Am Dienstagnachmittag kam es im Regensburger Stadtteil Weichs zu einem Dachstuhlbrand, der einen Großeinsatz der Feuerwehr auslöste. Die Flammen waren bereits von der Nibelungenbrücke aus zu sehen. Insgesamt neun Feuerwehrtrupps rückten an und konnten das Feuer nach etwa einer Stunde unter Kontrolle bringen. Ein Anwohner wurde durch Brandgase verletzt und in eine Klinik gebracht. Das Zweiparteienhaus ist derzeit nicht mehr bewohnbar. Die Brandursache und die Schadenshöhe sind bislang unklar.
Das Feuer brach am Nachmittag im Dachstuhl eines Wohnhauses aus und entwickelte sich schnell. Die Rauchsäule war bereits von weiten Teilen der Stadt, unter anderem von der Nibelungenbrücke, sichtbar. Eine Warnung für die Bevölkerung wurde herausgegeben.

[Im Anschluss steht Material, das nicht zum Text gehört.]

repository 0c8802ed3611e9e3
use std::collections::{BTreeMap, HashMap};
use std::sync::Arc;
use std::time::Instant;

use tokio::sync::Semaphore;
use tokio::task::JoinSet;
use tracing::{error, info, warn};

use crate::config::EngineConfig;
use crate::error::AnalysisError;
use crate::feeds::history::SymbolHistory;
use crate::models::analysis::{BreakoutProbability, SeriesAnalysis};
use crate::telemetry::latency::LatencyTracker;

use super::analyzer::ConsolidationAnalyzer;

/// Per-symbol outcomes of one batch run, keyed by symbol.
#[derive(Debug, Default)]
pub struct BatchReport {
    pub results: BTreeMap<String, Result<SeriesAnalysis, AnalysisError>>,
}

impl BatchReport {
    pub fn succeeded(&self) -> impl Iterator<Item = &SeriesAnalysis> {
        self.results.values().filter_map(|r| r.as_ref().ok())
    }

    pub fn failed(&self) -> impl Iterator<Item = &AnalysisError> {
        self.results.values().filter_map(|r| r.as_ref().err())
    }

    /// Symbols whose latest bar is consolidating.
    pub fn consolidating(&self) -> Vec<&str> {
        self.succeeded()
            .filter(|s| s.latest().is_some_and(|r| r.is_consolidating))
            .map(|s| s.symbol.as_str())
            .collect()
    }

    /// Symbols whose latest bar is rated HIGH.
    pub fn high_probability(&self) -> Vec<&str> {
        self.succeeded()
            .filter(|s| {
                s.latest()
                    .is_some_and(|r| r.breakout_probability == BreakoutProbability::High)
            })
            .map(|s| s.symbol.as_str())
            .collect()
    }
}

/// Analyses many symbols concurrently.
///
/// Each symbol runs on the blocking pool; a semaphore caps how many run
/// at once. Symbols share only the read-only config, so completion order
/// never changes any result.
pub struct BatchAnalyzer {
    config: Arc<EngineConfig>,
    permits: Arc<Semaphore>,
    timings: Arc<LatencyTracker>,
}

impl BatchAnalyzer {
    pub fn new(config: Arc<EngineConfig>, timings: Arc<LatencyTracker>) -> Self {
        let workers = std::thread::available_parallelism()
            .map(|n| n.get())
            .unwrap_or(4);
        Self::with_concurrency(config, timings, workers)
    }

    pub fn with_concurrency(config: Arc<EngineConfig>, timings: Arc<LatencyTracker>, workers: usize) -> Self {
        Self {
            config,
            permits: Arc::new(Semaphore::new(workers.max(1))),
            timings,
        }
    }

    pub fn config(&self) -> &EngineConfig {
        &self.config
    }

    pub async fn analyze(&self, histories: Vec<SymbolHistory>) -> BatchReport {
        let started = Instant::now();
        let total = histories.len();
        let mut tasks = JoinSet::new();
        let mut report = BatchReport::default();

        // Two histories under one symbol would overwrite each other in the report
        let mut counts: HashMap<&str, usize> = HashMap::new();
        for history in &histories {
            *counts.entry(history.symbol.as_str()).or_default() += 1;
        }
        let duplicates: HashMap<String, usize> = counts
            .into_iter()
            .filter(|(_, n)| *n > 1)
            .map(|(symbol, n)| (symbol.to_string(), n))
            .collect();
        for (symbol, &n) in &duplicates {
            warn!("{symbol} appears {n} times in the batch; rejecting all of its histories");
            report.results.insert(
                symbol.clone(),
                Err(AnalysisError::DuplicateSymbol {
                    symbol: symbol.clone(),
                    histories: n,
                }),
            );
        }

        for history in histories.into_iter().filter(|h| !duplicates.contains_key(&h.symbol)) {
            let config = self.config.clone();
            let permits = self.permits.clone();
            let timings = self.timings.clone();

            tasks.spawn(async move {
                let symbol = history.symbol.clone();
                let _permit = match permits.acquire_owned().await {
                    Ok(permit) => permit,
                    Err(e) => {
                        return (
                            symbol.clone(),
                            Err(AnalysisError::TaskFailed {
                                symbol,
                                reason: e.to_string(),
                            }),
                        )
                    }
                };

                let outcome = tokio::task::spawn_blocking(move || {
                    let _timer = timings.start_timer("analyze_series");
                    ConsolidationAnalyzer::new(&config).analyze(&history.symbol, &history.bars)
                })
                .await;

                let result = match outcome {
                    Ok(result) => result,
                    Err(e) => Err(AnalysisError::TaskFailed {
                        symbol: symbol.clone(),
                        reason: e.to_string(),
                    }),
                };
                (symbol, result)
            });
        }

        while let Some(joined) = tasks.join_next().await {
            match joined {
                Ok((symbol, result)) => {
                    if let Err(e) = &result {
                        error!("Analysis failed for {symbol}: {e}");
                    }
                    report.results.insert(symbol, result);
                }
                // The outer task only awaits; it fails solely on runtime shutdown
                Err(e) => error!("Batch task aborted: {e}"),
            }
        }

        self.timings.record("batch", started.elapsed());
        info!(
            "Batch analysed {} symbols ({} ok, {} failed) in {:.1}ms",
            total,
            report.succeeded().count(),
            report.failed().count(),
            started.elapsed().as_secs_f64() * 1000.0,
        );
        report
    }
}
use crate::config::TelemetryConfig;
use crate::models::alert::{Alert, AlertKind, Severity};
use anyhow::{Context, Result};
use chrono::NaiveDate;
use dashmap::DashSet;
use tracing::{error, info, warn};

/// Sends alerts via Telegram or Discord webhooks.
pub struct AlertManager {
    config: TelemetryConfig,
    http: reqwest::Client,
    sent: DashSet<(String, AlertKind, NaiveDate)>,
}

impl AlertManager {
    pub fn new(config: TelemetryConfig) -> Self {
        Self {
            config,
            http: reqwest::Client::new(),
            sent: DashSet::new(),
        }
    }

    /// Whether `alert` passes the kind flags and has not been sent before.
    pub fn should_send(&self, alert: &Alert) -> bool {
        let enabled = match alert.kind {
            AlertKind::ConsolidationStart => self.config.alert_on_consolidation,
            AlertKind::BreakoutReady => self.config.alert_on_breakout,
        };
        enabled && !self.sent.contains(&alert.dedup_key())
    }

    /// Log and forward an alert. Returns false when it was filtered out.
    pub async fn send(&self, alert: &Alert) -> bool {
        if !self.should_send(alert) {
            return false;
        }
        // insert() is the atomic claim; a concurrent duplicate loses here
        if !self.sent.insert(alert.dedup_key()) {
            return false;
        }

        match alert.severity {
            Severity::Alert => warn!("ALERT: {alert}"),
            Severity::Info => info!("ALERT: {alert}"),
        }

        if let Err(e) = self.send_telegram(alert).await {
            error!("Telegram alert failed: {e:#}");
        }

        if let Err(e) = self.send_discord(alert).await {
            error!("Discord alert failed: {e:#}");
        }
        true
    }

    /// Send alert to Telegram.
    async fn send_telegram(&self, alert: &Alert) -> Result<()> {
        let (Some(token), Some(chat_id)) = (&self.config.telegram_bot_token, &self.config.telegram_chat_id) else {
            return Ok(()); // Not configured
        };

        let url = format!("https://api.telegram.org/bot{token}/sendMessage");
        let body = serde_json::json!({
            "chat_id": chat_id,
            "text": format!("{} *{}*\n{}", icon(alert.kind), alert.title, alert.message),
            "parse_mode": "Markdown"
        });

        self.http
            .post(&url)
            .json(&body)
            .send()
            .await
            .context("telegram request")?
            .error_for_status()
            .context("telegram response")?;
        Ok(())
    }

    /// Send alert to Discord.
    async fn send_discord(&self, alert: &Alert) -> Result<()> {
        let Some(webhook_url) = &self.config.discord_webhook_url else {
            return Ok(());
        };

        let body = serde_json::json!({
            "content": format!("{} **{}**: {}", icon(alert.kind), alert.title, alert.message)
        });

        self.http
            .post(webhook_url)
            .json(&body)
            .send()
            .await
            .context("discord request")?
            .error_for_status()
            .context("discord response")?;
        Ok(())
    }
}

fn icon(kind: AlertKind) -> &'static str {
    match kind {
        AlertKind::ConsolidationStart => "📊",
        AlertKind::BreakoutReady => "🚀",
    }
}
use breakout_watch::config::Config;
use breakout_watch::engine::batch::BatchAnalyzer;
use breakout_watch::engine::transitions;
use breakout_watch::feeds::history;
use breakout_watch::telemetry::alerts::AlertManager;
use breakout_watch::telemetry::latency::LatencyTracker;

use std::io::Write;
use std::sync::Arc;
use tracing::{error, info, warn};

fn init_tracing() {
    let filter = tracing_subscriber::EnvFilter::try_from_default_env()
        .unwrap_or_else(|_| tracing_subscriber::EnvFilter::new("info"));
    let builder = tracing_subscriber::fmt()
        .with_env_filter(filter)
        .with_target(false)
        .with_writer(std::io::stderr);

    if std::env::var("LOG_FORMAT").is_ok_and(|v| v.eq_ignore_ascii_case("json")) {
        builder.json().init();
    } else {
        builder.init();
    }
}

#[tokio::main]
async fn main() -> anyhow::Result<()> {
    // Load environment variables
    dotenv::dotenv().ok();
    init_tracing();

    info!("================================================");
    info!("  BREAKOUT WATCH v{}", env!("CARGO_PKG_VERSION"));
    info!("  Daily consolidation and breakout scanner");
    info!("================================================");

    let config = Config::load_or_default();
    config.validate()?;

    let engine = &config.engine;
    info!("--- Engine configuration ---");
    info!("  ATR period:        {}", engine.atr_period);
    info!("  Tight days needed: {}", engine.consolidation_threshold_days);
    info!("  Volume spike:      >{}x {}-bar average", engine.volume_spike_multiplier, engine.volume_avg_period);
    info!("  Lookback:          {}", engine.max_lookback.map_or("all bars".into(), |n| format!("{n} bars")));

    // === Load histories ===
    let latency = Arc::new(LatencyTracker::default());
    let histories = {
        let _timer = latency.start_timer("load");
        let mut histories = Vec::new();
        for (path, loaded) in history::load_dir(&config.data.bars_dir)? {
            match loaded {
                Ok(h) => histories.push(h),
                Err(e) => error!("Skipping {}: {e:#}", path.display()),
            }
        }
        histories
    };
    info!("Loaded {} symbol histories from {}", histories.len(), config.data.bars_dir.display());

    // === Analyse ===
    let batch = BatchAnalyzer::new(Arc::new(config.engine.clone()), latency.clone());
    let report = batch.analyze(histories).await;

    // One JSON line per symbol on stdout; logs go to stderr
    let mut out = std::io::stdout().lock();
    for (symbol, result) in &report.results {
        match result {
            Ok(series) => match series.latest_rated(engine.required_bars()) {
                Ok(record) => writeln!(out, "{}", serde_json::to_string(record)?)?,
                Err(e) => warn!("{e}"),
            },
            Err(e) if e.is_insufficient_history() => warn!("{e}"),
            Err(e) => error!("{symbol}: {e}"),
        }
    }
    out.flush()?;
    drop(out);

    info!("--- Summary ---");
    info!("  Consolidating: {:?}", report.consolidating());
    info!("  HIGH:          {:?}", report.high_probability());
    info!("  Failed:        {}", report.failed().count());

    // === Alerts for the latest transition of each symbol ===
    let alerts = AlertManager::new(config.telemetry.clone());
    let mut sent = 0;
    for series in report.succeeded() {
        if let Some(alert) = transitions::latest(series) {
            if alerts.send(&alert).await {
                sent += 1;
            }
        }
    }
    info!("Sent {sent} alerts");

    latency.log_summary();
    Ok(())
}
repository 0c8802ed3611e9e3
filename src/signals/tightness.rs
/// Tightness of one bar relative to its ATR.
#[derive(Debug, Clone, Copy, PartialEq, Eq)]
pub struct TightnessReading {
    pub is_tight: Option<bool>, // None while ATR is undefined
    pub consecutive_tight_days: u32,
    pub is_consolidating: bool,
}

/// Counts consecutive bars whose range sits at or below ATR.
///
/// The streak is rebuilt from the first bar of the window on every call;
/// no prior streak is carried in, so corrected history cannot leave a stale
/// counter behind.
pub struct TightnessClassifier {
    threshold_days: u32,
}

impl TightnessClassifier {
    pub fn new(threshold_days: u32) -> Self {
        Self { threshold_days }
    }

    pub fn classify(&self, daily_range: &[f64], atr: &[Option<f64>]) -> Vec<TightnessReading> {
        let mut streak = 0u32;
        daily_range
            .iter()
            .zip(atr)
            .map(|(&range, atr)| {
                let is_tight = atr.map(|atr| range <= atr);
                streak = match is_tight {
                    Some(true) => streak + 1,
                    // A bar without ATR can never extend a streak
                    _ => 0,
                };
                TightnessReading {
                    is_tight,
                    consecutive_tight_days: streak,
                    is_consolidating: streak >= self.threshold_days,
                }
            })
            .collect()
    }
}
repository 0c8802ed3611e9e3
pub mod history;
use std::path::{Path, PathBuf};

use anyhow::{Context, Result};
use tracing::{debug, warn};

use crate::models::bar::{PriceBar, RawBar};

/// Price history for one symbol, oldest bar first.
#[derive(Debug, Clone, PartialEq)]
pub struct SymbolHistory {
    pub symbol: String,
    pub bars: Vec<PriceBar>,
}

/// Parse a JSON array of raw bars for a single symbol.
///
/// Bars are kept in file order; ordering is checked by the analyzer.
pub fn parse_history(json: &str) -> Result<SymbolHistory> {
    let raw: Vec<RawBar> = serde_json::from_str(json).context("invalid bar JSON")?;
    let Some(symbol) = raw.first().map(|b| b.symbol.clone()) else {
        anyhow::bail!("history contains no bars");
    };

    let bars = raw
        .into_iter()
        .map(PriceBar::try_from)
        .collect::<Result<Vec<_>, _>>()?;

    Ok(SymbolHistory { symbol, bars })
}

pub fn read_history(path: &Path) -> Result<SymbolHistory> {
    let json = std::fs::read_to_string(path).with_context(|| format!("reading {}", path.display()))?;
    let history = parse_history(&json).with_context(|| format!("parsing {}", path.display()))?;
    debug!("Loaded {} bars for {} from {}", history.bars.len(), history.symbol, path.display());
    Ok(history)
}

/// Load every `*.json` file in `dir`, sorted by file name.
///
/// One result per file, so a single bad file does not hide the rest.
pub fn load_dir(dir: &Path) -> Result<Vec<(PathBuf, Result<SymbolHistory>)>> {
    let mut paths: Vec<PathBuf> = std::fs::read_dir(dir)
        .with_context(|| format!("listing {}", dir.display()))?
        .filter_map(|entry| entry.ok().map(|e| e.path()))
        .filter(|p| p.extension().is_some_and(|ext| ext == "json"))
        .collect();
    paths.sort();

    if paths.is_empty() {
        warn!("No *.json histories found in {}", dir.display());
    }

    Ok(paths
        .into_iter()
        .map(|path| {
            let history = read_history(&path);
            (path, history)
        })
        .collect())
}
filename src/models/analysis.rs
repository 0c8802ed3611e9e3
use chrono::NaiveDate;
use serde::{Deserialize, Serialize};

use crate::error::AnalysisError;

/// Breakout rating for one bar.
///
/// `InsufficientData` is a separate variant so callers never mistake a
/// warming-up baseline for a genuine `Low`.
#[derive(Debug, Clone, Copy, PartialEq, Eq, PartialOrd, Ord, Hash, Serialize, Deserialize)]
#[serde(rename_all = "SCREAMING_SNAKE_CASE")]
pub enum BreakoutProbability {
    InsufficientData,
    Low,
    Medium,
    High,
}

impl BreakoutProbability {
    pub fn is_rated(&self) -> bool {
        !matches!(self, BreakoutProbability::InsufficientData)
    }

    pub fn as_str(&self) -> &'static str {
        match self {
            BreakoutProbability::InsufficientData => "INSUFFICIENT_DATA",
            BreakoutProbability::Low => "LOW",
            BreakoutProbability::Medium => "MEDIUM",
            BreakoutProbability::High => "HIGH",
        }
    }
}

impl std::fmt::Display for BreakoutProbability {
    fn fmt(&self, f: &mut std::fmt::Formatter<'_>) -> std::fmt::Result {
        f.write_str(self.as_str())
    }
}

/// Per-symbol state machine view of a record.
#[derive(Debug, Clone, Copy, PartialEq, Eq, Serialize, Deserialize)]
pub enum ConsolidationState {
    NotConsolidating,
    ConsolidatingMedium,
    ConsolidatingHigh,
}

/// Engine output for one (symbol, date).
#[derive(Debug, Clone, PartialEq, Serialize, Deserialize)]
pub struct AnalysisRecord {
    pub symbol: String,
    pub date: NaiveDate,
    pub close: f64,
    pub volume: u64,
    pub true_range: Option<f64>,
    pub atr: Option<f64>,
    pub daily_range: f64,
    pub consecutive_tight_days: u32,
    pub avg_volume: Option<f64>,
    pub volume_ratio: Option<f64>, // current / trailing average
    pub is_consolidating: bool,
    pub volume_spike: bool,
    pub breakout_probability: BreakoutProbability,
    pub confidence_score: Option<u8>,      // 0-100, rated bars only
    pub range_tightness_pct: Option<f64>, // how far below ATR today's range sits
}

impl AnalysisRecord {
    pub fn consolidation_state(&self) -> ConsolidationState {
        match (self.is_consolidating, self.breakout_probability) {
            (true, BreakoutProbability::High) => ConsolidationState::ConsolidatingHigh,
            (true, _) => ConsolidationState::ConsolidatingMedium,
            (false, _) => ConsolidationState::NotConsolidating,
        }
    }

    pub fn is_high(&self) -> bool {
        self.breakout_probability == BreakoutProbability::High
    }
}

/// All records for one symbol, oldest first.
#[derive(Debug, Clone, PartialEq, Serialize, Deserialize)]
pub struct SeriesAnalysis {
    pub symbol: String,
    pub records: Vec<AnalysisRecord>,
}

impl SeriesAnalysis {
    pub fn latest(&self) -> Option<&AnalysisRecord> {
        self.records.last()
    }

    /// Latest record, or `InsufficientHistory` when its baselines are not ready.
    pub fn latest_rated(&self, required: usize) -> Result<&AnalysisRecord, AnalysisError> {
        match self.records.last() {
            Some(record) if record.breakout_probability.is_rated() => Ok(record),
            _ => Err(AnalysisError::InsufficientHistory {
                symbol: self.symbol.clone(),
                bars: self.records.len(),
                required,
            }),
        }
    }

    pub fn record_on(&self, date: NaiveDate) -> Option<&AnalysisRecord> {
        self.records
            .binary_search_by_key(&date, |r| r.date)
            .ok()
            .map(|idx| &self.records[idx])
    }

    /// Latest record and the one before it, for transition checks.
    pub fn last_pair(&self) -> Option<(Option<&AnalysisRecord>, &AnalysisRecord)> {
        let (current, rest) = self.records.split_last()?;
        Some((rest.last(), current))
    }
}
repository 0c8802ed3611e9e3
pub mod alert;
pub mod analysis;
pub mod bar;
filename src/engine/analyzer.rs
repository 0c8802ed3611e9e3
use tracing::{debug, warn};

use crate::config::EngineConfig;
use crate::error::AnalysisError;
use crate::models::analysis::{AnalysisRecord, SeriesAnalysis};
use crate::models::bar::PriceBar;
use crate::signals::probability::{BreakoutScorer, ScoreInput};
use crate::signals::tightness::TightnessClassifier;
use crate::signals::volatility::VolatilityCalculator;
use crate::signals::volume::VolumeAnomalyDetector;

/// Runs the full consolidation pipeline over one symbol's history.
///
/// Pipeline per run:
///   - validate bars (symbol, ordering, OHLC sanity)
///   - true range + Wilder ATR
///   - tight-day streaks and volume anomalies
///   - rule-table rating and confidence score
///
/// Nothing is carried between runs; each call recomputes from the first
/// bar of the (optionally truncated) window.
pub struct ConsolidationAnalyzer {
    volatility: VolatilityCalculator,
    tightness: TightnessClassifier,
    volume: VolumeAnomalyDetector,
    scorer: BreakoutScorer,
    max_lookback: Option<usize>,
    required_bars: usize,
}

impl ConsolidationAnalyzer {
    pub fn new(config: &EngineConfig) -> Self {
        Self {
            volatility: VolatilityCalculator::new(config.atr_period),
            tightness: TightnessClassifier::new(config.consolidation_threshold_days),
            volume: VolumeAnomalyDetector::new(config.volume_avg_period, config.volume_spike_multiplier),
            scorer: BreakoutScorer::new(config),
            max_lookback: config.max_lookback,
            required_bars: config.required_bars(),
        }
    }

    pub fn required_bars(&self) -> usize {
        self.required_bars
    }

    /// Analyse every bar of the window, oldest first.
    ///
    /// Bars without enough trailing history come back rated
    /// `InsufficientData`. Any malformed or misordered bar rejects the whole
    /// symbol, since skipping it would silently break streak continuity.
    pub fn analyze(&self, symbol: &str, bars: &[PriceBar]) -> Result<SeriesAnalysis, AnalysisError> {
        validate_series(symbol, bars)?;

        let window = match self.max_lookback {
            Some(n) if bars.len() > n => &bars[bars.len() - n..],
            _ => bars,
        };

        let vol = self.volatility.compute(window);
        let tight = self.tightness.classify(&vol.daily_range, &vol.atr);
        let volume = self.volume.detect(window);

        let records: Vec<AnalysisRecord> = window
            .iter()
            .enumerate()
            .map(|(i, bar)| {
                let score = self.scorer.score(&ScoreInput {
                    atr: vol.atr[i],
                    daily_range: vol.daily_range[i],
                    avg_volume: volume[i].avg_volume,
                    consecutive_tight_days: tight[i].consecutive_tight_days,
                    volume_spike: volume[i].volume_spike,
                });
                AnalysisRecord {
                    symbol: symbol.to_string(),
                    date: bar.date,
                    close: bar.close,
                    volume: bar.volume,
                    true_range: vol.true_range[i],
                    atr: vol.atr[i],
                    daily_range: vol.daily_range[i],
                    consecutive_tight_days: tight[i].consecutive_tight_days,
                    avg_volume: volume[i].avg_volume,
                    volume_ratio: volume[i].volume_ratio,
                    is_consolidating: tight[i].is_consolidating,
                    volume_spike: volume[i].volume_spike,
                    breakout_probability: score.probability,
                    confidence_score: score.confidence,
                    range_tightness_pct: score.range_tightness_pct,
                }
            })
            .collect();

        if let Some(last) = records.last() {
            debug!(
                "{symbol}: {} bars, latest {} tight_days={} consolidating={} spike={} probability={}",
                records.len(),
                last.date,
                last.consecutive_tight_days,
                last.is_consolidating,
                last.volume_spike,
                last.breakout_probability,
            );
        }

        Ok(SeriesAnalysis {
            symbol: symbol.to_string(),
            records,
        })
    }

    /// Rating for the most recent bar only.
    ///
    /// Returns `InsufficientHistory` rather than a degenerate `Low` when the
    /// window is too short for both baselines.
    pub fn latest(&self, symbol: &str, bars: &[PriceBar]) -> Result<AnalysisRecord, AnalysisError> {
        let available = self.max_lookback.map_or(bars.len(), |n| bars.len().min(n));
        if available < self.required_bars {
            // Malformed input outranks a short history
            validate_series(symbol, bars)?;
            warn!(
                "Insufficient data for {symbol}: {available} bars, need {}",
                self.required_bars
            );
            return Err(AnalysisError::InsufficientHistory {
                symbol: symbol.to_string(),
                bars: available,
                required: self.required_bars,
            });
        }

        let series = self.analyze(symbol, bars)?;
        series.latest_rated(self.required_bars).cloned()
    }
}

/// Convenience entry point: build an analyzer for `config` and run it once.
pub fn analyze_series(
    symbol: &str,
    bars: &[PriceBar],
    config: &EngineConfig,
) -> Result<SeriesAnalysis, AnalysisError> {
    ConsolidationAnalyzer::new(config).analyze(symbol, bars)
}

fn validate_series(symbol: &str, bars: &[PriceBar]) -> Result<(), AnalysisError> {
    let mut previous = None;
    for bar in bars {
        if bar.symbol != symbol {
            return Err(AnalysisError::SymbolMismatch {
                expected: symbol.to_string(),
                found: bar.symbol.clone(),
                date: bar.date,
            });
        }
        bar.validate().map_err(|defect| AnalysisError::MalformedBar {
            symbol: symbol.to_string(),
            date: bar.date,
            defect,
        })?;
        if let Some(prev) = previous {
            if bar.date <= prev {
                return Err(AnalysisError::OutOfOrder {
                    symbol: symbol.to_string(),
                    date: bar.date,
                    previous: prev,
                });
            }
        }
        previous = Some(bar.date);
    }
    Ok(())
}

#[cfg(test)]
mod tests {
    use super::*;
    use crate::error::BarDefect;
    use crate::models::analysis::BreakoutProbability;
    use chrono::{Days, NaiveDate};

    fn flat_bars(symbol: &str, n: usize) -> Vec<PriceBar> {
        let start = NaiveDate::from_ymd_opt(2024, 1, 1).unwrap();
        (0..n)
            .map(|i| PriceBar {
                symbol: symbol.into(),
                date: start + Days::new(i as u64),
                open: 100.0,
                high: 101.0,
                low: 99.0,
                close: 100.0,
                volume: 1_000,
            })
            .collect()
    }

    #[test]
    fn test_one_record_per_bar() {
        let bars = flat_bars("AAPL", 25);
        let series = analyze_series("AAPL", &bars, &EngineConfig::default()).unwrap();
        assert_eq!(series.records.len(), 25);
        assert_eq!(series.records[0].true_range, None);
        assert_eq!(series.records[13].atr, None);
        assert_eq!(series.records[14].atr, Some(2.0));
        assert_eq!(series.records[18].breakout_probability, BreakoutProbability::InsufficientData);
        assert!(series.records[19].breakout_probability.is_rated());
    }

    #[test]
    fn test_flat_series_is_tight_from_first_atr_bar() {
        // Range equal to ATR counts as tight, so a flat tape consolidates.
        let bars = flat_bars("AAPL", 25);
        let series = analyze_series("AAPL", &bars, &EngineConfig::default()).unwrap();
        assert_eq!(series.records[14].consecutive_tight_days, 1);
        assert_eq!(series.records[24].consecutive_tight_days, 11);
        assert_eq!(series.records[24].breakout_probability, BreakoutProbability::Medium);
        assert_eq!(series.records[24].range_tightness_pct, Some(0.0));
        assert_eq!(series.records[24].confidence_score, Some(40));
    }

    #[test]
    fn test_latest_reports_insufficient_history() {
        let analyzer = ConsolidationAnalyzer::new(&EngineConfig::default());
        let err = analyzer.latest("AAPL", &flat_bars("AAPL", 19)).unwrap_err();
        assert_eq!(
            err,
            AnalysisError::InsufficientHistory {
                symbol: "AAPL".into(),
                bars: 19,
                required: 20,
            }
        );
        assert!(analyzer.latest("AAPL", &flat_bars("AAPL", 20)).is_ok());
    }

    #[test]
    fn test_rejects_malformed_bar_with_symbol_and_date() {
        let mut bars = flat_bars("AAPL", 20);
        bars[7].low = 102.0;
        let err = analyze_series("AAPL", &bars, &EngineConfig::default()).unwrap_err();
        assert_eq!(
            err,
            AnalysisError::MalformedBar {
                symbol: "AAPL".into(),
                date: bars[7].date,
                defect: BarDefect::HighBelowLow,
            }
        );
    }

    #[test]
    fn test_rejects_duplicate_dates_and_foreign_symbols() {
        let mut bars = flat_bars("AAPL", 20);
        bars[5].date = bars[4].date;
        assert!(matches!(
            analyze_series("AAPL", &bars, &EngineConfig::default()),
            Err(AnalysisError::OutOfOrder { .. })
        ));

        let mut bars = flat_bars("AAPL", 20);
        bars[3].symbol = "MSFT".into();
        assert!(matches!(
            analyze_series("AAPL", &bars, &EngineConfig::default()),
            Err(AnalysisError::SymbolMismatch { .. })
        ));
    }

    #[test]
    fn test_max_lookback_restricts_window() {
        let config = EngineConfig {
            max_lookback: Some(30),
            ..EngineConfig::default()
        };
        let bars = flat_bars("AAPL", 100);
        let series = analyze_series("AAPL", &bars, &config).unwrap();
        assert_eq!(series.records.len(), 30);
        assert_eq!(series.records[0].date, bars[70].date);
        assert_eq!(series.records[0].true_range, None);
    }
}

Die Berufsfeuerwehr Regensburg sowie mehrere Freiwillige Feuerwehren rückten mit neun Trupps an. Nach rund einer Stunde war der Brand unter Kontrolle, ein Übergreifen der Flammen auf benachbarte Gebäude konnte verhindert werden.
Ein Anwohner erlitt eine Rauchgasvergiftung und wurde zur Behandlung in ein Krankenhaus gebracht. Das betroffene Zweifamilienhaus ist momentan nicht mehr bewohnbar. Die Stadt kümmert sich um eine vorübergehende Unterbringung der Betroffenen.
Zur Brandursache gibt es bislang keine gesicherten Informationen. Auch zur Höhe des entstandenen Sachschadens liegen derzeit noch keine Angaben vor. Die Kriminalpolizei hat die Ermittlungen aufgenommen.